A key detail: when there’s a mismatch, the engine checks one token ahead to decide whether the best explanation is:

  • a deletion (reference has an extra token),
  • an insertion (hypothesis has an extra token),
  • or a substitution (true replacement).
if (h !== r) {
  if (rTokens[e.j + 1] === h) {
    setAlignment((prev) => [...prev, { word: r!, type: 'DELETED', substitution: undefined }])
    e.j += 1
    e.step += 1
    return
  }

  if (hTokens[e.i + 1] === r) {
    setAlignment((prev) => [...prev, { word: h!, type: 'INSERTED', substitution: undefined }])
    e.i += 1
    e.step += 1
    return
  }

  setAlignment((prev) => [...prev, { word: r!, type: 'SUBSTITUTED', substitution: h }])
  e.i += 1
  e.j += 1
  e.step += 1
  return
}

This structure is intentionally simple because the project is meant to be:

  • explainable in an interview,
  • debuggable while animating,
  • and easy to extend later.

The animated readout: where the metric becomes “visual”

The alignment tokens render as chips, animated into view as they stream in.
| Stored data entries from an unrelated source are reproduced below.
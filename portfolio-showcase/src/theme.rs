//! Theme preference persistence and application.
//!
//! The preference lives under a single key in a small key/value store. The
//! store is read once at startup; after that the in-memory applied value is
//! authoritative for the session, and storage failures are swallowed with a
//! warning rather than surfaced.

use crate::surface::{Icon, RenderSurface};
use std::collections::HashMap;
use std::path::PathBuf;
use std::str::FromStr;
use thiserror::Error;
use tracing::{debug, warn};

/// Storage key for the persisted theme preference.
pub const THEME_KEY: &str = "theme";

/// The page color scheme.
#[derive(Debug, Clone, Copy, Default, PartialEq, Eq)]
pub enum Theme {
    Light,
    #[default]
    Dark,
}

/// Error returned when parsing an unknown theme name.
#[derive(Debug, Error)]
#[error("unknown theme '{0}', expected \"light\" or \"dark\"")]
pub struct ParseThemeError(String);

impl Theme {
    /// Returns the theme as its persisted string form.
    #[must_use]
    pub fn as_str(&self) -> &'static str {
        match self {
            Self::Light => "light",
            Self::Dark => "dark",
        }
    }

    /// Returns the other theme.
    #[must_use]
    pub fn opposite(&self) -> Self {
        match self {
            Self::Light => Self::Dark,
            Self::Dark => Self::Light,
        }
    }

    /// Returns the toggle icon shown while this theme is applied.
    ///
    /// The icon advertises the theme a toggle would switch to: a moon while
    /// light is applied, a sun while dark is applied.
    #[must_use]
    pub fn toggle_icon(&self) -> Icon {
        match self {
            Self::Light => Icon::Moon,
            Self::Dark => Icon::Sun,
        }
    }
}

impl std::fmt::Display for Theme {
    fn fmt(&self, f: &mut std::fmt::Formatter<'_>) -> std::fmt::Result {
        f.write_str(self.as_str())
    }
}

impl FromStr for Theme {
    type Err = ParseThemeError;

    fn from_str(s: &str) -> Result<Self, Self::Err> {
        match s {
            "light" => Ok(Self::Light),
            "dark" => Ok(Self::Dark),
            other => Err(ParseThemeError(other.to_string())),
        }
    }
}

/// Durable key/value storage for user preferences.
///
/// Implementations must not fail loudly: a missing value is `None`, and a
/// write that cannot be persisted is dropped silently, leaving the caller's
/// in-memory state as the source of truth.
pub trait PreferenceStore {
    /// Reads a persisted value.
    fn get(&self, key: &str) -> Option<String>;

    /// Persists a value.
    fn set(&mut self, key: &str, value: &str);
}

/// In-memory store for tests and ephemeral sessions.
#[derive(Debug, Default)]
pub struct MemoryPreferences {
    values: HashMap<String, String>,
}

impl MemoryPreferences {
    /// Creates an empty store.
    #[must_use]
    pub fn new() -> Self {
        Self::default()
    }
}

impl PreferenceStore for MemoryPreferences {
    fn get(&self, key: &str) -> Option<String> {
        self.values.get(key).cloned()
    }

    fn set(&mut self, key: &str, value: &str) {
        self.values.insert(key.to_string(), value.to_string());
    }
}

/// File-backed store holding preferences as a flat TOML table.
#[derive(Debug, Clone)]
pub struct FilePreferences {
    path: PathBuf,
}

impl FilePreferences {
    /// Creates a store backed by the given file. The file is created on the
    /// first successful write.
    #[must_use]
    pub fn new(path: impl Into<PathBuf>) -> Self {
        Self { path: path.into() }
    }

    fn read_table(&self) -> toml::Table {
        let contents = match std::fs::read_to_string(&self.path) {
            Ok(contents) => contents,
            Err(e) => {
                debug!(path = %self.path.display(), error = %e, "No preference file");
                return toml::Table::new();
            }
        };

        match contents.parse::<toml::Table>() {
            Ok(table) => table,
            Err(e) => {
                warn!(path = %self.path.display(), error = %e, "Ignoring unreadable preference file");
                toml::Table::new()
            }
        }
    }
}

impl PreferenceStore for FilePreferences {
    fn get(&self, key: &str) -> Option<String> {
        self.read_table()
            .get(key)
            .and_then(|value| value.as_str())
            .map(String::from)
    }

    fn set(&mut self, key: &str, value: &str) {
        let mut table = self.read_table();
        table.insert(key.to_string(), toml::Value::String(value.to_string()));

        let serialized = match toml::to_string(&table) {
            Ok(serialized) => serialized,
            Err(e) => {
                warn!(error = %e, "Failed to serialize preferences, keeping in-memory state");
                return;
            }
        };

        if let Err(e) = std::fs::write(&self.path, serialized) {
            warn!(path = %self.path.display(), error = %e, "Failed to persist preference, keeping in-memory state");
        }
    }
}

/// Injectable holder for the applied theme.
///
/// Reads the persisted preference once at init, applies it to the surface,
/// and keeps the applied value for the rest of the session.
pub struct ThemeController {
    applied: Theme,
    store: Box<dyn PreferenceStore>,
}

impl ThemeController {
    /// Creates a controller over the given store. Nothing is applied until
    /// [`init`](Self::init).
    #[must_use]
    pub fn new(store: Box<dyn PreferenceStore>) -> Self {
        Self {
            applied: Theme::default(),
            store,
        }
    }

    /// Returns the persisted preference, defaulting to dark when absent or
    /// unreadable.
    pub fn preference(&self) -> Theme {
        self.store
            .get(THEME_KEY)
            .and_then(|value| value.parse().ok())
            .unwrap_or_default()
    }

    /// Persists a preference.
    pub fn set_preference(&mut self, theme: Theme) {
        self.store.set(THEME_KEY, theme.as_str());
    }

    /// Returns the currently applied theme.
    #[must_use]
    pub fn applied(&self) -> Theme {
        self.applied
    }

    /// Applies a theme: document marker plus toggle icon. Idempotent.
    pub fn apply(&mut self, theme: Theme, surface: &mut dyn RenderSurface) {
        surface.set_document_theme(theme);
        surface.set_theme_icon(theme.toggle_icon());
        self.applied = theme;
    }

    /// Reads the preference and applies it. Called once at page load.
    pub fn init(&mut self, surface: &mut dyn RenderSurface) {
        let theme = self.preference();
        debug!(theme = %theme, "Applying initial theme");
        self.apply(theme, surface);
    }

    /// Applies and persists the opposite of the applied theme.
    pub fn toggle(&mut self, surface: &mut dyn RenderSurface) -> Theme {
        let next = self.applied.opposite();
        self.apply(next, surface);
        self.set_preference(next);
        next
    }
}
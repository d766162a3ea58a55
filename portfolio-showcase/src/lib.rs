#![doc = include_str!(concat!("../", env!("CARGO_PKG_README")))]

pub mod cards;
pub mod config;
pub mod fragment;
pub mod gallery;
pub mod page;
pub mod relay;
pub mod repos;
pub mod runner;
pub mod surface;
pub mod theme;
pub mod ui;

pub use cards::{detail_view, display_name, gradient, hue, summary_card, summary_description};
pub use config::{ConfigError, SiteConfig};
pub use fragment::{Element, Node};
pub use gallery::{
    populate, render_load_error, Classified, LOAD_ERROR_MESSAGE, MOBILE_EMPTY_MESSAGE,
    WEB_EMPTY_MESSAGE,
};
pub use page::{create_handlebars_registry, PageData, PageError, PageRenderer};
pub use relay::{ContactMessage, RelayClient, RelayConfig, RelayError, DEFAULT_RELAY_ENDPOINT};
pub use repos::{classify, fetch_repositories, DisplayGroup, FetchError, RepoRecord, PAGE_SIZE};
pub use runner::{RunSummary, Runner, RunnerConfig, RunnerError};
pub use surface::{BufferSurface, Icon, Notice, Region, RenderSurface};
pub use theme::{
    FilePreferences, MemoryPreferences, PreferenceStore, Theme, ThemeController, THEME_KEY,
};
pub use ui::{App, Event, MenuState, ModalState, RevealObserver};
Substitutions get tooltips to reveal the hypothesis token on hover.

<motion.span
  className={`rounded px-1 py-0.5 ${colorHighlightClass[t.type]} ${t.type === 'INSERTED' ? 'line-through' : ''}`}
  initial={{ opacity: 0, y: -10 }}
  animate={{ opacity: 1, y: 0 }}
  transition={transition}
>
  {t.word}
</motion.span>
This is the “aha” moment of the project: the user doesn’t just read a score — they watch the operations that create it.

What I’d build next

This app already works as a clean portfolio demo, but it’s also a strong base for a more practical tool.

Planned upgrades:

  • ASR benchmarking mode: plug in speech-to-text APIs (e.g., Whisper, AssemblyAI, PicoVoice) and compare results side-by-side using the same alignment visualization.
  • Teleprompter mode: generate a read-out script, record audio, send to multiple engines, then visualize and compare their WER outputs instantly.
  • Richer token handling: optional punctuation-aware tokenization and configurable error weighting.
  • Better “demo controls”: speed slider, keyboard shortcuts, persistence of last inputs, shareable alignment snapshots.

How to run locally

  1. Install dependencies:
    npm install
    
  2. Start the dev server:
    npm run dev
    
  3. Open the localhost URL printed by Vite.

Summary

This started as a screening prompt, but I treated it like a product: make WER understandable, interactive, and explainable. The end result is a visual alignment engine with live metrics, animated word-level feedback, and a clear path to evolving into a full benchmarking suite for speech-to-text engines.